[Stored data entries]
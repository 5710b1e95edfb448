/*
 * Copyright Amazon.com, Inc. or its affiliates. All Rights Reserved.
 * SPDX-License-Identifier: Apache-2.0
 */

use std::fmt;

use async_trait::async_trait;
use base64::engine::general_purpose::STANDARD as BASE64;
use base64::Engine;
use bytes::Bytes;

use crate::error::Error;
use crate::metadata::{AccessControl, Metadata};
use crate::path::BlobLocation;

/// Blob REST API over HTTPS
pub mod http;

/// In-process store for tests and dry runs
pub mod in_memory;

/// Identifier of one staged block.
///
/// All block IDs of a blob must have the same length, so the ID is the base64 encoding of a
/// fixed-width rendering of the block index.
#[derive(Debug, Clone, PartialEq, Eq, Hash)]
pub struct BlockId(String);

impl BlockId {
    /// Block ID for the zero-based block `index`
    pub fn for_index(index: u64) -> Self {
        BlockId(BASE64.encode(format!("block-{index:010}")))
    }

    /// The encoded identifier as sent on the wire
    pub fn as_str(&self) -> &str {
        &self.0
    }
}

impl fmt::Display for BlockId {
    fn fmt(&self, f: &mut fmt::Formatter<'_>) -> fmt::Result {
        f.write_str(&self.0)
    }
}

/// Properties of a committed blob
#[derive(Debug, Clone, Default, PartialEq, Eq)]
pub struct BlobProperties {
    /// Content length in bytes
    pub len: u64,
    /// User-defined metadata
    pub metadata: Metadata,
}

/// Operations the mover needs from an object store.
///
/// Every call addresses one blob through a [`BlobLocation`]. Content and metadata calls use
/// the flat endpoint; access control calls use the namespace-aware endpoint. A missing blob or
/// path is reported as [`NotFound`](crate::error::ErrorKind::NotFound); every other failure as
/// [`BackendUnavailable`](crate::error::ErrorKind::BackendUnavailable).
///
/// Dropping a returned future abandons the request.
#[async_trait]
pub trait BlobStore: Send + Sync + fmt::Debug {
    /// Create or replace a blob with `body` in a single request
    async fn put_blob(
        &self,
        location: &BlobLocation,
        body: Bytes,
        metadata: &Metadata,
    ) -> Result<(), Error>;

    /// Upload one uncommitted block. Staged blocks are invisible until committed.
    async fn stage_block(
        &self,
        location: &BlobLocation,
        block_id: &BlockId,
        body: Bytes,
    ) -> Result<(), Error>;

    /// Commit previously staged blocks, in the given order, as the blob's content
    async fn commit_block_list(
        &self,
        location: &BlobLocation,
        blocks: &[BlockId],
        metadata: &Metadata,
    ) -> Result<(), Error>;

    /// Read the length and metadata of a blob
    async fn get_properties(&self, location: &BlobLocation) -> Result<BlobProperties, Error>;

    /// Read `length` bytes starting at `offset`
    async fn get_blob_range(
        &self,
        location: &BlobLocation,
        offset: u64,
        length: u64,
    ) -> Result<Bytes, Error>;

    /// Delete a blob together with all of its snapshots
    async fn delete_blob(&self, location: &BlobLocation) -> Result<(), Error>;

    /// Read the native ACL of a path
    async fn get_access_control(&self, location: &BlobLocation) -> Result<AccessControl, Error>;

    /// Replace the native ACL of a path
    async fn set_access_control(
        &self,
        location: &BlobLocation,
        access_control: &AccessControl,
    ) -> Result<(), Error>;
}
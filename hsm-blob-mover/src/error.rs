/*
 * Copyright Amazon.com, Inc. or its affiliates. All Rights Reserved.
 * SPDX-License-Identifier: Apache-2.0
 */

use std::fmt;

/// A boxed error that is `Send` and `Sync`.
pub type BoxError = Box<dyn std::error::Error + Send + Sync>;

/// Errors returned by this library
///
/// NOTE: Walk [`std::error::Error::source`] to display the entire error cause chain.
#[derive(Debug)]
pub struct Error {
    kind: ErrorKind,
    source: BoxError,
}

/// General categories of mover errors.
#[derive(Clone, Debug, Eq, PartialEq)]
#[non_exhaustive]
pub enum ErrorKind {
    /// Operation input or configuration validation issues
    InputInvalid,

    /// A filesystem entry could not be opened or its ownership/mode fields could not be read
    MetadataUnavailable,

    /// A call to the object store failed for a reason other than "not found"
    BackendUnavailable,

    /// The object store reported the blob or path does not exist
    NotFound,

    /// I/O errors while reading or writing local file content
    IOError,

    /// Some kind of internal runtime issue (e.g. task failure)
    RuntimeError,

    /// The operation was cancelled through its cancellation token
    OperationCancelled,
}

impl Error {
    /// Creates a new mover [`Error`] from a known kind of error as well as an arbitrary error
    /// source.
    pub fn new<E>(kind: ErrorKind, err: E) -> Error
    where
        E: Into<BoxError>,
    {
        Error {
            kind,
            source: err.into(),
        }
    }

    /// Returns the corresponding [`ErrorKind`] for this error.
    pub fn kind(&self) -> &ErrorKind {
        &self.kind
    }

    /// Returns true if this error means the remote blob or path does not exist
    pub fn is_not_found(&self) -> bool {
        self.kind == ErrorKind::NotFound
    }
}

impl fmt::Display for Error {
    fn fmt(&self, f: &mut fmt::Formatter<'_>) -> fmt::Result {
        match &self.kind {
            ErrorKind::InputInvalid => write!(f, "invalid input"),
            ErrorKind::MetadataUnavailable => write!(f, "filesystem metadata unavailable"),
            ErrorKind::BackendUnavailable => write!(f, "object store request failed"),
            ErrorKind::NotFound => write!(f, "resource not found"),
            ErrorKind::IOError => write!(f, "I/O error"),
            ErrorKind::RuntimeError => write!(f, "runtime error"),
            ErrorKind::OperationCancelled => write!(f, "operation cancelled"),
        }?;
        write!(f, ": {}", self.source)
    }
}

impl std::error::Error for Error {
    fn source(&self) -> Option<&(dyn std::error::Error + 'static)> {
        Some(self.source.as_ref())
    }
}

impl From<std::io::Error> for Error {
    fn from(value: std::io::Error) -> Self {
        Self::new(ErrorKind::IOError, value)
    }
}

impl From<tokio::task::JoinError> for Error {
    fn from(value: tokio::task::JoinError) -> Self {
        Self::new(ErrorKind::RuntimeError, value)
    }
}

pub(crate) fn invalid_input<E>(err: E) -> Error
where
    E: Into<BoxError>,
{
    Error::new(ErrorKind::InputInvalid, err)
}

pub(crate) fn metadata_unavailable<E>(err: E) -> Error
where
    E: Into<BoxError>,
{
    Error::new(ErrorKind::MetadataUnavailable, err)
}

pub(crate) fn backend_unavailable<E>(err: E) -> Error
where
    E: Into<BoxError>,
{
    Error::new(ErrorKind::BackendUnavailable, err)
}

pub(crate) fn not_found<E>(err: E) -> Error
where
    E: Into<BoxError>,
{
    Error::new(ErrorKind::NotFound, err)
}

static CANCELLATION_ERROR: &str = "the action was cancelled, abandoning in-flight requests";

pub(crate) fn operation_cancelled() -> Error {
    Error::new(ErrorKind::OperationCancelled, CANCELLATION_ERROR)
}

### The problem
The answer must consist of every line from the entries above that contains "other".

### Answer to the problem
/// path is reported as [`NotFound`](crate::error::ErrorKind::NotFound); every other failure as
    /// A call to the object store failed for a reason other than "not found"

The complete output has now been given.